# Geophagus Dicrozoster



## NorthShore (Feb 3, 2006)

A friend of mine brought these over today. Settling them in with the rotkeils and cichla. 

_click on pics to enlarge_


----------



## non_compliance (Dec 4, 2008)

super cool.. I wish the earth eaters would get along with my africans... the LFS says the cichlids are too mean...  Looks like I'll have to get a tank for the new worlds to go along with my tank for the denison, odessa, & green tiger barbs, and flying foxes and misc cats...

I inherited this cichlid tank, I'm going to have to have at least 3 tanks by the time I"m happy.. heh.. maybe 4... for a marine. I'm going to be a poor, poor man... but I"ll have hours of entertainment!!!


----------



## NorthShore (Feb 3, 2006)

And here I am trying to cut back on tanks... :lol:


----------



## RayQ (Sep 26, 2007)

They look GREAT and look like they have settled nicely :thumb:


----------



## klumsyninja (Aug 14, 2008)

wow, nice! they grow up to 14" right? what size is the tank you're keeping all these beauties in? Must be a nice tank to watch!

Any chance of an FTS?


----------



## NorthShore (Feb 3, 2006)

Thanks. 

They're in a 125 right now. I haven't taken any tank shots but I'll give it a whirl this week. THe tank is fairly barren so the pics may be a bit boring.


----------



## PaulineMi (Apr 3, 2008)

Wow!!! More beauties. I'll bet they look stunning with your Cichla.

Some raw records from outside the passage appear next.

impl Slider {
    /// Create a new slider with default values.
    #[must_use]
    pub fn new() -> Self {
        let palette = ColorPalette::dark();
        Self {
            value: 0.0,
            min: 0.0,
            max: 1.0,
            step: 0.0,
            marks: Vec::new(),
            disabled: false,
            track_color: palette.surface_variant,
            active_color: palette.primary,
            thumb_color: Color::WHITE,
            label_color: palette.on_surface_dim,
            thumb_radius: 10.0,
            track_height: 4.0,
            test_id_value: None,
            accessible_name_value: None,
            bounds: Rect::default(),
            dragging: false,
            drag_origin_x: 0.0,
            drag_origin_value: 0.0,
        }
    }

    /// Set the current value.
    #[must_use]
    pub fn value(mut self, value: f32) -> Self {
        self.value = if self.min <= self.max {
            value.clamp(self.min, self.max)
        } else {
            value
        };
        self
    }

    /// Set the minimum value.
    #[must_use]
    pub fn min(mut self, min: f32) -> Self {
        self.min = min;
        // min > max can occur temporarily during a builder chain
        if self.min <= self.max {
            self.value = self.value.clamp(self.min, self.max);
        }
        self
    }

    /// Set the maximum value.
    #[must_use]
    pub fn max(mut self, max: f32) -> Self {
        self.max = max;
        if self.min <= self.max {
            self.value = self.value.clamp(self.min, self.max);
        }
        self
    }

    /// Set the step increment (0.0 disables the step grid).
    #[must_use]
    pub fn step(mut self, step: f32) -> Self {
        self.step = step.abs();
        self
    }

    /// Replace all marks.
    #[must_use]
    pub fn marks(mut self, marks: Vec<Mark>) -> Self {
        self.marks = marks;
        self
    }

    /// Add a single mark.
    #[must_use]
    pub fn mark(mut self, value: f32, label: impl Into<String>) -> Self {
        self.marks.push(Mark::new(value, label));
        self
    }

    /// Set disabled state.
    #[must_use]
    pub const fn disabled(mut self, disabled: bool) -> Self {
        self.disabled = disabled;
        self
    }

    /// Set track color.
    #[must_use]
    pub const fn track_color(mut self, color: Color) -> Self {
        self.track_color = color;
        self
    }

    /// Set active track color.
    #[must_use]
    pub const fn active_color(mut self, color: Color) -> Self {
        self.active_color = color;
        self
    }

    /// Set thumb color.
    #[must_use]
    pub const fn thumb_color(mut self, color: Color) -> Self {
        self.thumb_color = color;
        self
    }

    /// Set mark label color.
    #[must_use]
    pub const fn label_color(mut self, color: Color) -> Self {
        self.label_color = color;
        self
    }

    /// Set thumb radius.
    #[must_use]
    pub fn thumb_radius(mut self, radius: f32) -> Self {
        self.thumb_radius = radius.max(0.0);
        self
    }

    /// Set track height.
    #[must_use]
    pub fn track_height(mut self, height: f32) -> Self {
        self.track_height = height.max(0.0);
        self
    }

    /// Set test ID.
    #[must_use]
    pub fn with_test_id(mut self, id: impl Into<String>) -> Self {
        self.test_id_value = Some(id.into());
        self
    }

    /// Set accessible name.
    #[must_use]
    pub fn with_accessible_name(mut self, name: impl Into<String>) -> Self {
        self.accessible_name_value = Some(name.into());
        self
    }

    /// Get the current committed value.
    #[must_use]
    pub const fn get_value(&self) -> f32 {
        self.value
    }

    /// Get the minimum value.
    #[must_use]
    pub const fn get_min(&self) -> f32 {
        self.min
    }

    /// Get the maximum value.
    #[must_use]
    pub const fn get_max(&self) -> f32 {
        self.max
    }

    /// Get the step increment (0.0 = continuous).
    #[must_use]
    pub const fn get_step(&self) -> f32 {
        self.step
    }

    /// Get the configured marks.
    #[must_use]
    pub fn get_marks(&self) -> &[Mark] {
        &self.marks
    }

    /// Whether a drag is in progress.
    #[must_use]
    pub const fn is_dragging(&self) -> bool {
        self.dragging
    }

    /// Set the value programmatically.
    ///
    /// The value is snapped and clamped like a committed interaction, but no
    /// change message is produced: messages are reserved for user input.
    pub fn set_value(&mut self, value: f32) {
        self.value = self.snap(value);
    }

    /// Update the value range, keeping the committed value where possible.
    ///
    /// The committed value is clamped into the new range but not re-snapped;
    /// the next committed input snaps against the new configuration.
    pub fn set_range(&mut self, min: f32, max: f32) {
        self.min = min;
        self.max = max;
        if self.min <= self.max {
            self.value = self.value.clamp(self.min, self.max);
        } else {
            self.value = self.min;
        }
    }

    /// Update the step increment (0.0 disables the step grid).
    pub fn set_step(&mut self, step: f32) {
        self.step = step.abs();
    }

    /// Replace the marks.
    pub fn set_marks(&mut self, marks: Vec<Mark>) {
        self.marks = marks;
    }

    /// Get the normalized value (0.0 - 1.0).
    #[must_use]
    pub fn normalized_value(&self) -> f32 {
        self.fraction_of(self.value)
    }

    fn span(&self) -> f32 {
        self.max - self.min
    }

    fn fraction_of(&self, value: f32) -> f32 {
        if self.span() <= 0.0 {
            0.0
        } else {
            ((value - self.min) / self.span()).clamp(0.0, 1.0)
        }
    }

    /// Left edge of the track in absolute pixels.
    fn track_start(&self) -> f32 {
        self.bounds.x + self.thumb_radius
    }

    /// Usable track width; zero or negative before layout.
    fn track_width(&self) -> f32 {
        2.0f32.mul_add(-self.thumb_radius, self.bounds.width)
    }

    /// Vertical center of the track band (labels hang below it).
    fn center_y(&self) -> f32 {
        let band = if self.marks.is_empty() {
            0.0
        } else {
            MARK_LABEL_BAND
        };
        self.bounds.y + (self.bounds.height - band) / 2.0
    }

    /// Raw value under an absolute x position.
    ///
    /// Returns the current value until the track has a positive width, and
    /// the minimum for a degenerate (single-point) range.
    fn value_at(&self, x: f32) -> f32 {
        if self.span() <= 0.0 {
            return self.min;
        }
        let width = self.track_width();
        if width <= 0.0 {
            return self.value;
        }
        let fraction = ((x - self.track_start()) / width).clamp(0.0, 1.0);
        fraction.mul_add(self.span(), self.min)
    }

    /// Snap a candidate value to the nearest valid stop.
    ///
    /// Candidates are every mark, then the nearest step-grid point. Marks are
    /// enumerated first, so an exact mark/grid tie resolves to the mark. When
    /// a step is configured the chosen point is rounded to the step's decimal
    /// precision to keep repeated drags off floating-point drift.
    fn snap(&self, candidate: f32) -> f32 {
        if self.span() <= 0.0 {
            return self.min;
        }
        let clamped = candidate.clamp(self.min, self.max);

        let mut best: Option<f32> = None;
        let mut best_distance = f32::INFINITY;
        for mark in &self.marks {
            let distance = (mark.value - clamped).abs();
            if distance < best_distance {
                best = Some(mark.value);
                best_distance = distance;
            }
        }
        if self.step > 0.0 {
            let grid = (((clamped - self.min) / self.step).round() * self.step + self.min)
                .clamp(self.min, self.max);
            if (grid - clamped).abs() < best_distance {
                best = Some(grid);
            }
        }

        let chosen = best.unwrap_or(clamped);
        if self.step > 0.0 {
            round_to_decimals(chosen, step_decimals(self.step))
        } else {
            chosen
        }
    }

    /// Commit a snapped value; emits a change message only on actual change.
    fn commit(&mut self, next: f32) -> Option<Box<dyn Any + Send>> {
        if (next - self.value).abs() > f32::EPSILON {
            self.value = next;
            Some(Box::new(SliderChanged { value: next }))
        } else {
            None
        }
    }

    /// Thumb center x in absolute pixels.
    fn thumb_x(&self) -> f32 {
        self.track_width()
            .mul_add(self.normalized_value(), self.track_start())
    }
}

I have to make a point of visiting this section of the forum more often!


----------



## klumsyninja (Aug 14, 2008)

lol, cool enough..

Hey where's St Norbert?


----------



## NorthShore (Feb 3, 2006)

klumsyninja said:


> lol, cool enough..
> 
> Hey where's St Norbert?


Just south of Winnipeg.


----------



## NorthShore (Feb 3, 2006)

A few more...

_click da pic_


----------



## iplaywithemotions (Dec 18, 2008)

Wow! Amazing pics dude! Are those peacock bass?

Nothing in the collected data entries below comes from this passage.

//! Geometric primitives: Point, Size, Rect, `CornerRadius`.

use serde::{Deserialize, Serialize};
use std::ops::{Add, Sub};

/// A 2D point with x and y coordinates.
#[derive(Debug, Clone, Copy, PartialEq, Serialize, Deserialize)]
pub struct Point {
    /// X coordinate
    pub x: f32,
    /// Y coordinate
    pub y: f32,
}

impl Point {
    /// Origin point (0, 0)
    pub const ORIGIN: Self = Self { x: 0.0, y: 0.0 };

    /// Create a new point.
    #[must_use]
    pub const fn new(x: f32, y: f32) -> Self {
        Self { x, y }
    }

    /// Calculate Euclidean distance to another point.
    #[must_use]
    pub fn distance(&self, other: &Self) -> f32 {
        let dx = self.x - other.x;
        let dy = self.y - other.y;
        (dx * dx + dy * dy).sqrt()
    }

    /// Linear interpolation between two points.
    #[must_use]
    pub fn lerp(&self, other: &Self, t: f32) -> Self {
        Self::new(
            self.x + (other.x - self.x) * t,
            self.y + (other.y - self.y) * t,
        )
    }
}

impl Default for Point {
    fn default() -> Self {
        Self::ORIGIN
    }
}

impl Add for Point {
    type Output = Self;

    fn add(self, rhs: Self) -> Self::Output {
        Self::new(self.x + rhs.x, self.y + rhs.y)
    }
}

impl Sub for Point {
    type Output = Self;

    fn sub(self, rhs: Self) -> Self::Output {
        Self::new(self.x - rhs.x, self.y - rhs.y)
    }
}

/// A 2D size with width and height.
#[derive(Debug, Clone, Copy, PartialEq, Serialize, Deserialize)]
pub struct Size {
    /// Width
    pub width: f32,
    /// Height
    pub height: f32,
}

impl Size {
    /// Zero size
    pub const ZERO: Self = Self {
        width: 0.0,
        height: 0.0,
    };

    /// Create a new size.
    #[must_use]
    pub const fn new(width: f32, height: f32) -> Self {
        Self { width, height }
    }

    /// Calculate area.
    #[must_use]
    pub fn area(&self) -> f32 {
        self.width * self.height
    }

    /// Check if this size can contain another size.
    #[must_use]
    pub fn contains(&self, other: &Self) -> bool {
        self.width >= other.width && self.height >= other.height
    }
}

impl Default for Size {
    fn default() -> Self {
        Self::ZERO
    }
}

/// An axis-aligned rectangle.
#[derive(Debug, Clone, Copy, PartialEq, Default, Serialize, Deserialize)]
pub struct Rect {
    /// X coordinate of the left edge
    pub x: f32,
    /// Y coordinate of the top edge
    pub y: f32,
    /// Width
    pub width: f32,
    /// Height
    pub height: f32,
}

impl Rect {
    /// Create a new rectangle.
    #[must_use]
    pub const fn new(x: f32, y: f32, width: f32, height: f32) -> Self {
        Self {
            x,
            y,
            width,
            height,
        }
    }

    /// Create a rectangle from origin and size.
    #[must_use]
    pub const fn from_size(origin: Point, size: Size) -> Self {
        Self::new(origin.x, origin.y, size.width, size.height)
    }

    /// X coordinate of the right edge.
    #[must_use]
    pub fn right(&self) -> f32 {
        self.x + self.width
    }

    /// Y coordinate of the bottom edge.
    #[must_use]
    pub fn bottom(&self) -> f32 {
        self.y + self.height
    }

    /// Center point of the rectangle.
    #[must_use]
    pub fn center(&self) -> Point {
        Point::new(self.x + self.width / 2.0, self.y + self.height / 2.0)
    }

    /// Size of the rectangle.
    #[must_use]
    pub const fn size(&self) -> Size {
        Size::new(self.width, self.height)
    }

    /// Check if a point lies within the rectangle (edges inclusive).
    #[must_use]
    pub fn contains_point(&self, point: &Point) -> bool {
        point.x >= self.x && point.x <= self.right() && point.y >= self.y && point.y <= self.bottom()
    }

    /// Check if two rectangles overlap.
    #[must_use]
    pub fn intersects(&self, other: &Self) -> bool {
        self.x < other.right()
            && other.x < self.right()
            && self.y < other.bottom()
            && other.y < self.bottom()
    }

    /// Shrink the rectangle by the same amount on all four sides.
    #[must_use]
    pub fn inset(&self, amount: f32) -> Self {
        Self::new(
            self.x + amount,
            self.y + amount,
            (self.width - amount * 2.0).max(0.0),
            (self.height - amount * 2.0).max(0.0),
        )
    }
}

/// Per-corner radii for rounded rectangles.
#[derive(Debug, Clone, Copy, PartialEq, Default, Serialize, Deserialize)]
pub struct CornerRadius {
    /// Top-left radius
    pub top_left: f32,
    /// Top-right radius
    pub top_right: f32,
    /// Bottom-right radius
    pub bottom_right: f32,
    /// Bottom-left radius
    pub bottom_left: f32,
}

impl CornerRadius {
    /// All corners square.
    pub const ZERO: Self = Self {
        top_left: 0.0,
        top_right: 0.0,
        bottom_right: 0.0,
        bottom_left: 0.0,
    };

    /// Same radius on every corner.
    #[must_use]
    pub const fn uniform(radius: f32) -> Self {
        Self {
            top_left: radius,
            top_right: radius,
            bottom_right: radius,
            bottom_left: radius,
        }
    }

    /// Check if all corners are square.
    #[must_use]
    pub fn is_zero(&self) -> bool {
        self.top_left == 0.0
            && self.top_right == 0.0
            && self.bottom_right == 0.0
            && self.bottom_left == 0.0
    }
}

#[cfg(test)]
mod tests {
    use super::*;
    use proptest::prelude::*;

    #[test]
    fn test_point_origin() {
        assert_eq!(Point::ORIGIN, Point::new(0.0, 0.0));
        assert_eq!(Point::default(), Point::ORIGIN);
    }

    #[test]
    fn test_point_distance() {
        let a = Point::new(0.0, 0.0);
        let b = Point::new(3.0, 4.0);
        assert_eq!(a.distance(&b), 5.0);
    }

    #[test]
    fn test_point_lerp() {
        let a = Point::new(0.0, 0.0);
        let b = Point::new(10.0, 20.0);
        assert_eq!(a.lerp(&b, 0.5), Point::new(5.0, 10.0));
        assert_eq!(a.lerp(&b, 0.0), a);
        assert_eq!(a.lerp(&b, 1.0), b);
    }

    #[test]
    fn test_point_ops() {
        let a = Point::new(1.0, 2.0);
        let b = Point::new(3.0, 4.0);
        assert_eq!(a + b, Point::new(4.0, 6.0));
        assert_eq!(b - a, Point::new(2.0, 2.0));
    }

    #[test]
    fn test_size_area() {
        assert_eq!(Size::new(4.0, 5.0).area(), 20.0);
        assert_eq!(Size::ZERO.area(), 0.0);
    }

    #[test]
    fn test_size_contains() {
        let outer = Size::new(100.0, 50.0);
        assert!(outer.contains(&Size::new(100.0, 50.0)));
        assert!(outer.contains(&Size::new(10.0, 10.0)));
        assert!(!outer.contains(&Size::new(101.0, 10.0)));
    }

    #[test]
    fn test_rect_from_size() {
        let rect = Rect::from_size(Point::new(5.0, 6.0), Size::new(7.0, 8.0));
        assert_eq!(rect, Rect::new(5.0, 6.0, 7.0, 8.0));
    }

    #[test]
    fn test_rect_edges() {
        let rect = Rect::new(10.0, 20.0, 30.0, 40.0);
        assert_eq!(rect.right(), 40.0);
        assert_eq!(rect.bottom(), 60.0);
        assert_eq!(rect.center(), Point::new(25.0, 40.0));
        assert_eq!(rect.size(), Size::new(30.0, 40.0));
    }

    #[test]
    fn test_rect_contains_point() {
        let rect = Rect::new(0.0, 0.0, 100.0, 50.0);
        assert!(rect.contains_point(&Point::new(50.0, 25.0)));
        assert!(rect.contains_point(&Point::new(0.0, 0.0)));
        assert!(rect.contains_point(&Point::new(100.0, 50.0)));
        assert!(!rect.contains_point(&Point::new(100.1, 25.0)));
        assert!(!rect.contains_point(&Point::new(50.0, -0.1)));
    }

    #[test]
    fn test_rect_intersects() {
        let a = Rect::new(0.0, 0.0, 10.0, 10.0);
        let b = Rect::new(5.0, 5.0, 10.0, 10.0);
        let c = Rect::new(20.0, 20.0, 10.0, 10.0);
        assert!(a.intersects(&b));
        assert!(b.intersects(&a));
        assert!(!a.intersects(&c));
    }

    #[test]
    fn test_rect_inset() {
        let rect = Rect::new(0.0, 0.0, 100.0, 50.0);
        let inner = rect.inset(10.0);
        assert_eq!(inner, Rect::new(10.0, 10.0, 80.0, 30.0));

        // Over-inset collapses to zero size, never negative
        let collapsed = rect.inset(60.0);
        assert_eq!(collapsed.width, 0.0);
        assert_eq!(collapsed.height, 0.0);
    }

    #[test]
    fn test_corner_radius() {
        assert!(CornerRadius::ZERO.is_zero());
        let uniform = CornerRadius::uniform(4.0);
        assert_eq!(uniform.top_left, 4.0);
        assert_eq!(uniform.bottom_right, 4.0);
        assert!(!uniform.is_zero());
    }

    proptest! {
        #[test]
        fn prop_rect_center_is_contained(
            x in -1000.0f32..1000.0,
            y in -1000.0f32..1000.0,
            w in 0.0f32..1000.0,
            h in 0.0f32..1000.0,
        ) {
            let rect = Rect::new(x, y, w, h);
            prop_assert!(rect.contains_point(&rect.center()));
        }

        #[test]
        fn prop_lerp_endpoints(
            ax in -100.0f32..100.0, ay in -100.0f32..100.0,
            bx in -100.0f32..100.0, by in -100.0f32..100.0,
        ) {
            let a = Point::new(ax, ay);
            let b = Point::new(bx, by);
            prop_assert_eq!(a.lerp(&b, 0.0), a);
            // t=1 is only approximate: a + (b - a) re-rounds
            let end = a.lerp(&b, 1.0);
            prop_assert!(end.distance(&b) < 1e-3);
        }
    }
}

How large is your tank? How big do peacock bass get?


----------



## NorthShore (Feb 3, 2006)

Thanks! 

Yes, those are spangled peacock bass, aka cichla occelaris. The tank they're in is a 6 ft 125. They get to be about 24-26". They will be going into a 360 in the next few months with an arowana and some other prehistorics. They just need to put on a couple of inches before they're no longer at too much risk with the aro, lol.


----------



## iplaywithemotions (Dec 18, 2008)

NorthShore said:


> Thanks!
> 
> Yes, those are spangled peacock bass, aka cichla occelaris. The tank they're in is a 6 ft 125. They get to be about 24-26". They will be going into a 360 in the next few months with an arowana and some other prehistorics. They just need to put on a couple of inches before they're no longer at too much risk with the aro, lol.


Wow! Do you have photos of your 360 and its inhabitants? Would LOVE to see it!


----------



## klumsyninja (Aug 14, 2008)

Those are some incredible pics, and WOW what fish.. Thanks!

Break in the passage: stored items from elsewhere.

//! Input events for widgets.
//!
//! The host runtime translates platform input into these events and dispatches
//! them to the widget tree. Move and release events are delivered to every
//! interactive widget regardless of hit bounds, so a widget mid-drag keeps
//! receiving them after the pointer leaves its surface; widgets not involved
//! in the interaction must treat them as no-ops.

use crate::geometry::Point;
use serde::{Deserialize, Serialize};

/// Input event types.
#[derive(Debug, Clone, PartialEq, Serialize, Deserialize)]
pub enum Event {
    /// Mouse moved to position
    MouseMove {
        /// New position
        position: Point,
    },
    /// Mouse button pressed
    MouseDown {
        /// Position of click
        position: Point,
        /// Button pressed
        button: MouseButton,
    },
    /// Mouse button released
    MouseUp {
        /// Position of release
        position: Point,
        /// Button released
        button: MouseButton,
    },
    /// Pointer interaction aborted by the platform (e.g., window lost the
    /// pointer mid-drag). Always ends any in-progress drag.
    PointerCancel,
    /// Mouse wheel scrolled
    Scroll {
        /// Horizontal scroll delta
        delta_x: f32,
        /// Vertical scroll delta
        delta_y: f32,
    },
    /// Mouse entered widget bounds
    MouseEnter,
    /// Mouse left widget bounds
    MouseLeave,
    /// Widget gained focus
    FocusIn,
    /// Widget lost focus
    FocusOut,
    /// Window resized
    Resize {
        /// New width
        width: f32,
        /// New height
        height: f32,
    },
}

/// Mouse button identifiers.
#[derive(Debug, Clone, Copy, PartialEq, Eq, Hash, Serialize, Deserialize)]
pub enum MouseButton {
    /// Left mouse button
    Left,
    /// Right mouse button
    Right,
    /// Middle mouse button (wheel click)
    Middle,
}

impl Event {
    /// Check if this is a mouse event.
    #[must_use]
    pub const fn is_mouse(&self) -> bool {
        matches!(
            self,
            Self::MouseMove { .. }
                | Self::MouseDown { .. }
                | Self::MouseUp { .. }
                | Self::MouseEnter
                | Self::MouseLeave
        )
    }

    /// Check if this is a focus event.
    #[must_use]
    pub const fn is_focus(&self) -> bool {
        matches!(self, Self::FocusIn | Self::FocusOut)
    }

    /// Get the position if this is a positional event.
    #[must_use]
    pub const fn position(&self) -> Option<Point> {
        match self {
            Self::MouseMove { position }
            | Self::MouseDown { position, .. }
            | Self::MouseUp { position, .. } => Some(*position),
            _ => None,
        }
    }
}

#[cfg(test)]
mod tests {
    use super::*;

    #[test]
    fn test_event_is_mouse() {
        assert!(Event::MouseMove {
            position: Point::ORIGIN
        }
        .is_mouse());
        assert!(Event::MouseEnter.is_mouse());
        assert!(!Event::FocusIn.is_mouse());
        assert!(!Event::PointerCancel.is_mouse());
    }

    #[test]
    fn test_event_is_focus() {
        assert!(Event::FocusIn.is_focus());
        assert!(Event::FocusOut.is_focus());
        assert!(!Event::MouseLeave.is_focus());
    }

    #[test]
    fn test_event_position() {
        let pos = Point::new(100.0, 200.0);
        assert_eq!(Event::MouseMove { position: pos }.position(), Some(pos));
        assert_eq!(
            Event::MouseDown {
                position: pos,
                button: MouseButton::Left
            }
            .position(),
            Some(pos)
        );
        assert_eq!(
            Event::MouseUp {
                position: pos,
                button: MouseButton::Right
            }
            .position(),
            Some(pos)
        );
        assert_eq!(Event::PointerCancel.position(), None);
        assert_eq!(
            Event::Scroll {
                delta_x: 1.0,
                delta_y: -1.0
            }
            .position(),
            None
        );
    }

    #[test]
    fn test_event_serialization_roundtrip() {
        let events = vec![
            Event::MouseMove {
                position: Point::new(1.0, 2.0),
            },
            Event::MouseDown {
                position: Point::new(1.0, 2.0),
                button: MouseButton::Left,
            },
            Event::MouseUp {
                position: Point::new(1.0, 2.0),
                button: MouseButton::Middle,
            },
            Event::PointerCancel,
            Event::Scroll {
                delta_x: 0.0,
                delta_y: 3.0,
            },
            Event::MouseEnter,
            Event::MouseLeave,
            Event::FocusIn,
            Event::FocusOut,
            Event::Resize {
                width: 800.0,
                height: 600.0,
            },
        ];

        for event in events {
            let json = serde_json::to_string(&event).expect("serialize");
            let back: Event = serde_json::from_str(&json).expect("deserialize");
            assert_eq!(event, back);
        }
    }

    #[test]
    fn test_mouse_button_equality() {
        assert_eq!(MouseButton::Left, MouseButton::Left);
        assert_ne!(MouseButton::Left, MouseButton::Right);
    }
}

The color on that rottie is intense.. And those Geo's are amazing.. man it's a long drive to winterpeg but next time I'm there I might come knock on your door!

insane, you have a 360G? ya X2 on the pics request..


----------



## NorthShore (Feb 3, 2006)

klumsyninja said:


> Those are some incredible pics, and WOW what fish.. Thanks!
> 
> The color on that rottie is intense.. And those Geo's are amazing.. man it's a long drive to winterpeg but next time I'm there I might come knock on your door!
> 
> insane, you have a 360G? ya X2 on the pics request..


The 360 is not built yet. I'm still wating on the bottom pane of glass.


----------



## non_compliance (Dec 4, 2008)

WANT!!! :drooling:

What type of lighting set up do you have for those? I need to make my sister come over and take some pics of my fish for me.. (pro photographer)


----------



## F8LBITEva (Nov 9, 2007)

awesome dude!!! :thumb:


----------



## NorthShore (Feb 3, 2006)

F8LBITEva said:


> awesome dude!!! :thumb:


Thanks! 

A couple from tonight....

_click da pix_


----------



## DiscusQueen (Jul 16, 2007)

Hi.. I get so caught up in the sa forums I forget to look here as often as I should.. Those are amazing pics of amazing fish :drooling: :drooling: :drooling: :drooling: .. I love any kind of eartheater and the tankmates are beautiful also.. Congrats... Sue


----------